Essentially, the part you missed was a kind of step-by-step logical argument that framing is neither inherently good nor bad, but is a toolset; those who choose not to analyze it consciously are just using the tools blindly. Those who choose to analyze it consciously are certainly more capable of using the tools to harm, but just as capable of using the tools to do great good. And those who use the tools in ignorance are still responsible for the results of their actions, so might as well be informed.
3/13/2012 @ 4:45 pm
Thanks for the summary of the part that I missed! And a very good point about responsibility and ignorance.
3/13/2012 @ 8:22 pm
I arrived here, because I am looking for the Reference that Brian was referring to in his talk. — great talk indeed! — He mentioned a title of a book by ?Tannin? on Behavioral Economics? Is that right? I haven’t been able to find it. Any good reading tips are much appreciated!!!! =))))
Thanks!
-KiM
3/22/2012 @ 7:19 am
I’m pretty sure the author of the book in question was Deborah Tannen, but just looking at the titles of her books, it’s not obvious to me which one it is. If you have a Twitter account, Brian is @bhsharp there, you could ask him.
3/22/2012 @ 9:06 pm
Thanks David! =)
3/27/2012 @ 5:35 am
The Deborah Tannen book(s) you want are
You Just Don’t Understand:
Women and Men in Conversation
That’s Not What I Meant!:
How Conversational Style Makes or Breaks Relationships
She’s not an economist, she’s a linguist, and she talks about her two axis (closeness and hierarchy) in both books.

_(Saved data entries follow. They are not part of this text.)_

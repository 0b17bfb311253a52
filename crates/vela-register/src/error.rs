//! # Register Error Types
//!
//! Error types for the register-side runtime.
//!
//! ## Error Categories
//! ```text
//! ┌─────────────────────────────────────────────────────────────────────────┐
//! │                     Register Error Categories                           │
//! │                                                                         │
//! │  ┌─────────────────┐  ┌─────────────────┐  ┌─────────────────────────┐ │
//! │  │  Configuration  │  │   Transport     │  │      Storage            │ │
//! │  │                 │  │                 │  │                         │ │
//! │  │  InvalidConfig  │  │  Transport      │  │  Database               │ │
//! │  │  ConfigLoad/    │  │  ServerStatus   │  │  Serialization          │ │
//! │  │  ConfigSave     │  │  SyncInProgress │  │                         │ │
//! │  └─────────────────┘  └─────────────────┘  └─────────────────────────┘ │
//! │                                                                         │
//! │  Transport failures are fully recoverable: the sale stays unsynced     │
//! │  and the next scheduler trigger retries it.                            │
//! └─────────────────────────────────────────────────────────────────────────┘
//! ```

use thiserror::Error;

/// Result type alias for register operations.
pub type RegisterResult<T> = Result<T, RegisterError>;

/// Register error type covering queue, connectivity and sync failures.
#[derive(Debug, Error)]
pub enum RegisterError {
    // =========================================================================
    // Configuration Errors
    // =========================================================================
    /// Invalid register configuration.
    #[error("Invalid register configuration: {0}")]
    InvalidConfig(String),

    /// Failed to load config file.
    #[error("Failed to load config: {0}")]
    ConfigLoadFailed(String),

    /// Failed to save config file.
    #[error("Failed to save config: {0}")]
    ConfigSaveFailed(String),

    // =========================================================================
    // Transport Errors
    // =========================================================================
    /// HTTP transport failed (connection refused, DNS, timeout).
    #[error("Transport error: {0}")]
    Transport(String),

    /// The server answered, but not with a usable response.
    #[error("Server returned status {status}")]
    ServerStatus { status: u16 },

    /// A sync attempt was already in flight; this one was a no-op.
    ///
    /// Not a failure: the non-reentrancy rule says a trigger received while
    /// syncing is dropped, and the next natural trigger picks up whatever is
    /// still pending.
    #[error("A sync is already in progress")]
    SyncInProgress,

    // =========================================================================
    // Storage Errors
    // =========================================================================
    /// Local database operation failed.
    #[error("Database error: {0}")]
    Database(String),

    /// Queue payload (de)serialization failed.
    #[error("Serialization failed: {0}")]
    Serialization(String),

    // =========================================================================
    // Domain Errors
    // =========================================================================
    /// The draft failed validation before it was persisted.
    #[error("Invalid sale: {0}")]
    InvalidSale(#[from] vela_core::ValidationError),

    // =========================================================================
    // Internal Errors
    // =========================================================================
    /// Internal channel send/receive failed.
    #[error("Channel error: {0}")]
    ChannelError(String),
}

// =============================================================================
// Error Conversions
// =============================================================================

impl From<sqlx::Error> for RegisterError {
    fn from(err: sqlx::Error) -> Self {
        RegisterError::Database(err.to_string())
    }
}

impl From<sqlx::migrate::MigrateError> for RegisterError {
    fn from(err: sqlx::migrate::MigrateError) -> Self {
        RegisterError::Database(err.to_string())
    }
}

impl From<serde_json::Error> for RegisterError {
    fn from(err: serde_json::Error) -> Self {
        RegisterError::Serialization(err.to_string())
    }
}

impl From<reqwest::Error> for RegisterError {
    fn from(err: reqwest::Error) -> Self {
        RegisterError::Transport(err.to_string())
    }
}

impl From<std::io::Error> for RegisterError {
    fn from(err: std::io::Error) -> Self {
        RegisterError::ConfigLoadFailed(err.to_string())
    }
}

impl From<toml::de::Error> for RegisterError {
    fn from(err: toml::de::Error) -> Self {
        RegisterError::ConfigLoadFailed(err.to_string())
    }
}

impl From<toml::ser::Error> for RegisterError {
    fn from(err: toml::ser::Error) -> Self {
        RegisterError::ConfigSaveFailed(err.to_string())
    }
}

// =============================================================================
// Error Categorization (for retry logic)
// =============================================================================

impl RegisterError {
    /// Returns true if the operation can simply be retried on the next
    /// scheduler trigger.
    pub fn is_retryable(&self) -> bool {
        matches!(
            self,
            RegisterError::Transport(_)
                | RegisterError::ServerStatus { .. }
                | RegisterError::SyncInProgress
        )
    }
}
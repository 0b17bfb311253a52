//! # Error Types
//!
//! Domain-specific error types for vela-core.
//!
//! ## Design Principles
//! 1. Use `thiserror` for derive macros (not manual impl)
//! 2. Include context in error messages (code, id, amounts)
//! 3. Errors are enum variants, never String
//! 4. Each error variant maps to a per-item sync outcome or a user-facing
//!    rejection

use thiserror::Error;

// =============================================================================
// Core Error
// =============================================================================

/// Core business logic errors.
///
/// These represent business rule violations raised by the settlement engine.
/// On the bulk sync path they become per-item `error` results; on the online
/// checkout path they reject the sale before commit.
#[derive(Debug, Error)]
pub enum CoreError {
    /// Product cannot be found on the server of record.
    #[error("Product not found: {0}")]
    ProductNotFound(String),

    /// Insufficient stock to complete a sale.
    ///
    /// Raised only on the synchronous checkout path. The offline-replay path
    /// deliberately skips this check: a sale already rung up at the register
    /// cannot be rejected retroactively, and stock may go negative.
    #[error("Insufficient stock for {code}: available {available}, requested {requested}")]
    InsufficientStock {
        code: String,
        available: i64,
        requested: i64,
    },

    /// Customer referenced by the sale does not exist.
    #[error("Customer not found: {0}")]
    CustomerNotFound(String),

    /// Payment amount is invalid (negative, or exceeds what the sale allows).
    #[error("Invalid payment amount: {reason}")]
    InvalidPaymentAmount { reason: String },

    /// Validation error (wraps ValidationError).
    #[error("Validation error: {0}")]
    Validation(#[from] ValidationError),
}

// =============================================================================
// Validation Error
// =============================================================================

/// Input validation errors.
///
/// These occur when a sale payload doesn't meet requirements. Used for early
/// validation before any settlement effect runs.
#[derive(Debug, Error)]
pub enum ValidationError {
    /// A required field is missing or empty.
    #[error("{field} is required")]
    Required { field: String },

    /// Value must be strictly positive.
    #[error("{field} must be positive")]
    MustBePositive { field: String },

    /// Value must not be negative.
    #[error("{field} must not be negative")]
    MustNotBeNegative { field: String },

    /// A collection that must contain at least one element is empty.
    #[error("{field} must not be empty")]
    Empty { field: String },

    /// Arithmetic on the payload overflowed.
    #[error("{field} overflows the money range")]
    Overflow { field: String },
}

// =============================================================================
// Result Type Alias
// =============================================================================

/// Convenience type alias for Results with CoreError.
pub type CoreResult<T> = Result<T, CoreError>;

// =============================================================================
// Unit Tests
// =============================================================================

#[cfg(test)]
mod tests {
    use super::*;

    #[test]
    fn test_error_messages() {
        let err = CoreError::InsufficientStock {
            code: "RB-1KG".to_string(),
            available: 3,
            requested: 5,
        };
        assert_eq!(
            err.to_string(),
            "Insufficient stock for RB-1KG: available 3, requested 5"
        );
    }

    #[test]
    fn test_validation_converts_to_core_error() {
        let validation_err = ValidationError::Empty {
            field: "items".to_string(),
        };
        let core_err: CoreError = validation_err.into();
        assert!(matches!(core_err, CoreError::Validation(_)));
    }
}
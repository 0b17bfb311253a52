//! # Register Configuration
//!
//! Configuration management for the register runtime.
//!
//! ## Configuration File Format
//! ```toml
//! # register.toml
//! [device]
//! id = "550e8400-e29b-41d4-a716-446655440000"
//! name = "Register 1"
//!
//! [server]
//! base_url = "http://192.168.1.10:8787"
//! request_timeout_secs = 30
//!
//! [sync]
//! interval_secs = 60
//! jitter_secs = 5
//! settle_delay_ms = 2000
//!
//! [probe]
//! interval_secs = 30
//! timeout_secs = 3
//! ```
//!
//! Every knob the scheduler and the connectivity monitor use is explicit
//! configuration: the polling interval, its jitter, the reconnect settle
//! delay, and the probe cadence/timeout.

use serde::{Deserialize, Serialize};
use std::path::{Path, PathBuf};
use std::time::Duration;
use tracing::{debug, info};
use uuid::Uuid;

use crate::error::{RegisterError, RegisterResult};

// =============================================================================
// Device Configuration
// =============================================================================

/// Configuration for this register device.
#[derive(Debug, Clone, Serialize, Deserialize)]
pub struct DeviceConfig {
    /// Unique device identifier (UUID v4).
    /// Auto-generated on first run if not provided.
    pub id: String,

    /// Human-readable device name (e.g., "Register 1").
    #[serde(default = "default_device_name")]
    pub name: String,
}

fn default_device_name() -> String {
    "Register".to_string()
}

impl Default for DeviceConfig {
    fn default() -> Self {
        DeviceConfig {
            id: Uuid::new_v4().to_string(),
            name: default_device_name(),
        }
    }
}

// =============================================================================
// Server Settings
// =============================================================================

/// Where the server of record lives and how long to wait for it.
#[derive(Debug, Clone, Serialize, Deserialize)]
pub struct ServerSettings {
    /// Base URL of the cloud API.
    #[serde(default = "default_base_url")]
    pub base_url: String,

    /// Timeout for the bulk sync request. Bounded so a stalled upload is a
    /// failure retried by the next trigger, never a hang.
    #[serde(default = "default_request_timeout")]
    pub request_timeout_secs: u64,
}

fn default_base_url() -> String {
    "http://127.0.0.1:8787".to_string()
}

fn default_request_timeout() -> u64 {
    30
}

impl Default for ServerSettings {
    fn default() -> Self {
        ServerSettings {
            base_url: default_base_url(),
            request_timeout_secs: default_request_timeout(),
        }
    }
}

// =============================================================================
// Sync Settings
// =============================================================================

/// Scheduler behavior settings.
#[derive(Debug, Clone, Serialize, Deserialize)]
pub struct SyncSettings {
    /// Interval between sync attempts while idle and online (seconds).
    #[serde(default = "default_interval")]
    pub interval_secs: u64,

    /// Jitter added to the interval (seconds) so a fleet of registers does
    /// not hammer the server in lockstep after an outage.
    #[serde(default = "default_jitter")]
    pub jitter_secs: u64,

    /// Delay between an "online" transition and the reconnect sync attempt
    /// (milliseconds), to avoid racing a flapping connection.
    #[serde(default = "default_settle_delay")]
    pub settle_delay_ms: u64,
}

fn default_interval() -> u64 {
    60
}

fn default_jitter() -> u64 {
    5
}

fn default_settle_delay() -> u64 {
    2_000
}

impl Default for SyncSettings {
    fn default() -> Self {
        SyncSettings {
            interval_secs: default_interval(),
            jitter_secs: default_jitter(),
            settle_delay_ms: default_settle_delay(),
        }
    }
}

impl SyncSettings {
    /// Settle delay as a Duration.
    pub fn settle_delay(&self) -> Duration {
        Duration::from_millis(self.settle_delay_ms)
    }
}

// =============================================================================
// Probe Settings
// =============================================================================

/// Active health probe settings for the connectivity monitor.
#[derive(Debug, Clone, Serialize, Deserialize)]
pub struct ProbeSettings {
    /// Interval between periodic probes (seconds).
    #[serde(default = "default_probe_interval")]
    pub interval_secs: u64,

    /// Hard timeout per probe request (seconds). OS "online" signals are
    /// unreliable indicators of actual server reachability, so a probe must
    /// answer within this window before the register is considered online.
    #[serde(default = "default_probe_timeout")]
    pub timeout_secs: u64,
}

fn default_probe_interval() -> u64 {
    30
}

fn default_probe_timeout() -> u64 {
    3
}

impl Default for ProbeSettings {
    fn default() -> Self {
        ProbeSettings {
            interval_secs: default_probe_interval(),
            timeout_secs: default_probe_timeout(),
        }
    }
}

impl ProbeSettings {
    pub fn interval(&self) -> Duration {
        Duration::from_secs(self.interval_secs)
    }

    pub fn timeout(&self) -> Duration {
        Duration::from_secs(self.timeout_secs)
    }
}

// =============================================================================
// Register Configuration
// =============================================================================

/// Full register configuration.
#[derive(Debug, Clone, Default, Serialize, Deserialize)]
pub struct RegisterConfig {
    #[serde(default)]
    pub device: DeviceConfig,

    #[serde(default)]
    pub server: ServerSettings,

    #[serde(default)]
    pub sync: SyncSettings,

    #[serde(default)]
    pub probe: ProbeSettings,
}

impl RegisterConfig {
    /// Default config file location for this platform.
    pub fn default_path() -> Option<PathBuf> {
        directories::ProjectDirs::from("com", "vela", "vela-pos")
            .map(|dirs| dirs.config_dir().join("register.toml"))
    }

    /// Loads configuration from a TOML file.
    pub fn load(path: &Path) -> RegisterResult<Self> {
        debug!(path = %path.display(), "Loading register config");
        let raw = std::fs::read_to_string(path)?;
        let config: RegisterConfig = toml::from_str(&raw)?;
        config.validate()?;
        Ok(config)
    }

    /// Loads the config file if present, otherwise writes defaults to it.
    pub fn load_or_init(path: &Path) -> RegisterResult<Self> {
        if path.exists() {
            return Self::load(path);
        }

        info!(path = %path.display(), "No config found, writing defaults");
        let config = RegisterConfig::default();
        config.save(path)?;
        Ok(config)
    }

    /// Saves configuration to a TOML file.
    pub fn save(&self, path: &Path) -> RegisterResult<()> {
        if let Some(parent) = path.parent() {
            std::fs::create_dir_all(parent)?;
        }
        let raw = toml::to_string_pretty(self)?;
        std::fs::write(path, raw)?;
        Ok(())
    }

    /// Validates the configuration.
    pub fn validate(&self) -> RegisterResult<()> {
        if self.device.id.trim().is_empty() {
            return Err(RegisterError::InvalidConfig("device.id is empty".into()));
        }
        if !self.server.base_url.starts_with("http://") && !self.server.base_url.starts_with("https://")
        {
            return Err(RegisterError::InvalidConfig(format!(
                "server.base_url must be an http(s) URL, got '{}'",
                self.server.base_url
            )));
        }
        if self.probe.timeout_secs == 0 {
            return Err(RegisterError::InvalidConfig(
                "probe.timeout_secs must be at least 1".into(),
            ));
        }
        if self.sync.interval_secs == 0 {
            return Err(RegisterError::InvalidConfig(
                "sync.interval_secs must be at least 1".into(),
            ));
        }
        Ok(())
    }

    // =========================================================================
    // Endpoint URLs
    // =========================================================================

    fn base(&self) -> &str {
        self.server.base_url.trim_end_matches('/')
    }

    /// Bulk sync endpoint.
    pub fn sync_url(&self) -> String {
        format!("{}/api/sync/sales", self.base())
    }

    /// Health probe endpoint.
    pub fn health_url(&self) -> String {
        format!("{}/health", self.base())
    }

    /// Catalog feed endpoint.
    pub fn catalog_url(&self) -> String {
        format!("{}/api/catalog", self.base())
    }

    /// Bulk sync request timeout.
    pub fn request_timeout(&self) -> Duration {
        Duration::from_secs(self.server.request_timeout_secs)
    }
}

// =============================================================================
// Unit Tests
// =============================================================================

#[cfg(test)]
mod tests {
    use super::*;

    #[test]
    fn test_defaults() {
        let config = RegisterConfig::default();
        assert_eq!(config.probe.interval_secs, 30);
        assert_eq!(config.probe.timeout_secs, 3);
        assert_eq!(config.sync.settle_delay_ms, 2_000);
        assert!(!config.device.id.is_empty());
        assert!(config.validate().is_ok());
    }

    #[test]
    fn test_endpoint_urls_strip_trailing_slash() {
        let mut config = RegisterConfig::default();
        config.server.base_url = "http://pos.example.com/".into();
        assert_eq!(config.sync_url(), "http://pos.example.com/api/sync/sales");
        assert_eq!(config.health_url(), "http://pos.example.com/health");
    }

    #[test]
    fn test_partial_toml_uses_defaults() {
        let raw = r#"
            [device]
            id = "reg-1"
            name = "Front Counter"

            [server]
            base_url = "http://10.0.0.2:8787"
        "#;
        let config: RegisterConfig = toml::from_str(raw).unwrap();
        assert_eq!(config.device.name, "Front Counter");
        assert_eq!(config.sync.interval_secs, 60);
        assert_eq!(config.probe.timeout_secs, 3);
    }

    #[test]
    fn test_validate_rejects_bad_url() {
        let mut config = RegisterConfig::default();
        config.server.base_url = "ftp://example.com".into();
        assert!(config.validate().is_err());
    }
}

She’s also somewhat politically correct, which is unfortunate because it blunts the quality of her analysis. If you are reading Tannen, you should also read the “Status” chapter in “Impro” by Johnstone. His core insight — that *every* interaction is a status exchange — is very interesting.
4/11/2012 @ 1:30 pm
Thanks, I really appreciate it!
4/12/2012 @ 6:26 am
quite welcome!
This is a super interesting area that I stumbled upon about two years ago. It goes really deep and things get quite strange (Impro will give you a hint about that).
Let me know if you’re interested in talking more offline as it sounds like our paths may be similar.